Sé que vuestro hospital, el policlínico «San Mateo», es muy conocido en esta ciudad y en Italia entera, sobre todo por algunas operaciones de vanguardia. Aquí os esforzáis por aliviar el sufrimiento de las personas, con el fin de que puedan recuperar plenamente la salud, y muy a menudo esto sucede, también gracias a los modernos descubrimientos científicos. Aquí se obtienen resultados verdaderamente confortantes. Deseo vivamente que el necesario progreso científico y tecnológico vaya acompañado siempre de la conciencia de promover también, junto con el bien del enfermo, los valores fundamentales, como el respeto y la defensa de la vida en todas sus fases, de los que depende la calidad auténticamente humana de una convivencia.
Encontrándome entre vosotros, pienso de modo espontáneo en Jesús, que durante su existencia terrena siempre mostró una particular atención a los que sufrían, curándolos y dándoles la posibilidad de volver a la vida de relación familiar y social, que la enfermedad había impedido. Pienso también en la primera comunidad cristiana, donde, como leemos durante estos días en los Hechos de los Apóstoles, muchas curaciones y prodigios acompañaban la predicación de los Apóstoles. La Iglesia, siguiendo el ejemplo de su Señor, manifiesta siempre una predilección especial por quienes sufren, y, como ha dicho el señor presidente, ve en el que sufre a Cristo mismo, y no cesa de prestar a los enfermos la ayuda necesaria, la ayuda técnica y el amor humano, consciente de que está llamada a manifestar el amor y la solicitud de Cristo a ellos y a quienes los atienden. El progreso técnico, tecnológico, y el amor humano deben ir siempre juntos.
En este lugar, además, resultan particularmente actuales las palabras de Jesús: «Cuanto hicisteis a uno de estos hermanos míos más pequeños, a mí me lo hicisteis» (Mt 25, 40. 45). En toda persona afectada por la enfermedad, es él mismo quien espera nuestro amor. Ciertamente, el sufrimiento repugna a la sensibilidad humana; pero es verdad que, cuando se lo acoge con amor, con compasión, y está iluminado por la fe, se convierte en una valiosa ocasión que une de manera misteriosa a Cristo Redentor, Varón de dolores, que en la cruz cargó sobre sí el dolor y la muerte del hombre. Con el sacrificio de su vida, redimió el sufrimiento humano y lo transformó en el medio fundamental de la salvación.

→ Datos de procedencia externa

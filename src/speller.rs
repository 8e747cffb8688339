//! The spelling core.
//!
//! ```text
//! integer magnitude ──▶ decompose  (decompose.rs)  raw words
//!                       │  worklist of pending magnitudes, expanded
//!                       │  into [quotient, tier word, remainder]
//!                       ▼
//!                       sanitize   (sanitize.rs)   drop "one" before tens
//!
//! fraction digits   ──▶ spell_fraction (fraction.rs) one word per digit
//!                       └─ digit_count (digits.rs)
//! ```
//!
//! Everything here borrows a [`Lexicon`] and owns only its per-call buffers,
//! so the functions are reentrant and need no synchronization.
//!
//! ## Tracing
//!
//! Expansions and sanitizer removals are emitted as `tracing` events at
//! `TRACE` level; callers that want them as data pass a trace buffer.

#[path = "speller/decompose.rs"]
mod decompose;
#[path = "speller/digits.rs"]
mod digits;
#[path = "speller/fraction.rs"]
mod fraction;
#[path = "speller/sanitize.rs"]
mod sanitize;
#[cfg(test)]
#[path = "speller/tests.rs"]
mod tests;

pub use decompose::Expansion;
pub use digits::digit_count;

pub(crate) use decompose::decompose;
pub(crate) use fraction::spell_fraction;
pub(crate) use sanitize::sanitize;

use crate::error::SpellError;
use crate::lexicon::Lexicon;

/// Integer-part spelling, before and after sanitizing.
#[derive(Debug, Clone, Default, PartialEq, Eq)]
pub(crate) struct IntegerSpelling {
    pub raw: Vec<String>,
    pub words: Vec<String>,
    pub removed: usize,
}

/// Spell an integer magnitude: the zero word for 0, otherwise decompose and
/// sanitize.
pub(crate) fn spell_integer(
    n: u128,
    lexicon: &Lexicon,
    trace: Option<&mut Vec<Expansion>>,
) -> Result<IntegerSpelling, SpellError> {
    if n == 0 {
        let words = vec![lexicon.zero().to_string()];
        return Ok(IntegerSpelling { raw: words.clone(), words, removed: 0 });
    }

    let n = u64::try_from(n)
        .ok()
        .filter(|&n| n < lexicon.limit())
        .ok_or(SpellError::MagnitudeOutOfRange { magnitude: n, limit: lexicon.limit() })?;

    let raw = decompose(n, lexicon, trace)?;
    let mut words = raw.clone();
    let removed = sanitize(&mut words, lexicon);
    Ok(IntegerSpelling { raw, words, removed })
}
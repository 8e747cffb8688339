//! Spell signed decimal numbers out as words.
//!
//! ```text
//! value ── Number::split ──▶ sign? │ integer magnitude │ fraction digits?
//!          (input.rs)                │                   │
//!                                    ▼                   ▼
//!                         decompose + sanitize     spell_fraction
//!                         (speller/)               (speller/)
//!                                    │                   │
//!          sign word ───────────────┴── point word ─────┘──▶ words ──▶ " ".join
//! ```
//!
//! All language-specific data lives in a [`Lexicon`]; the built-in one is
//! Tigrinya. Spelling is pure and reentrant: the lexicon is shared read-only
//! and every call owns its working buffers.
//!
//! ```
//! use numspell::{SpellError, spell};
//!
//! assert_eq!(spell(11).unwrap(), "ዓሰርተን ሓደን");
//! assert_eq!(spell("0.05").unwrap(), "ዜሮ ነጥቢ ዜሮ ሓሙሽስተ");
//! assert!(matches!(spell(10_000_000_000u64), Err(SpellError::MagnitudeOutOfRange { .. })));
//! ```

#[macro_use]
mod macros;
mod api;
mod error;
mod input;
mod lexicon;
mod speller;

pub use api::{SpellDetails, SpellResultVerbose, spell, spell_verbose_with, spell_with, spell_words_with};
pub use error::{LexiconError, SpellError};
pub use input::Number;
pub use lexicon::{Lexicon, LexiconTable, Tier};
pub use speller::{Expansion, digit_count};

Queridos enfermos, encomendad al Señor las molestias y los dolores que debéis afrontar, y en su plan se transformarán en medios de purificación y de redención para todo el mundo. Queridos amigos, os aseguro a cada uno mi recuerdo en la oración y, a la vez que invoco a María santísima, Salus infirmorum, Salud de los enfermos, para que os proteja a vosotros y a vuestras familias, a los dirigentes, a los médicos y a toda la comunidad del hospital policlínico, con afecto os imparto a todos una especial bendición apostólica.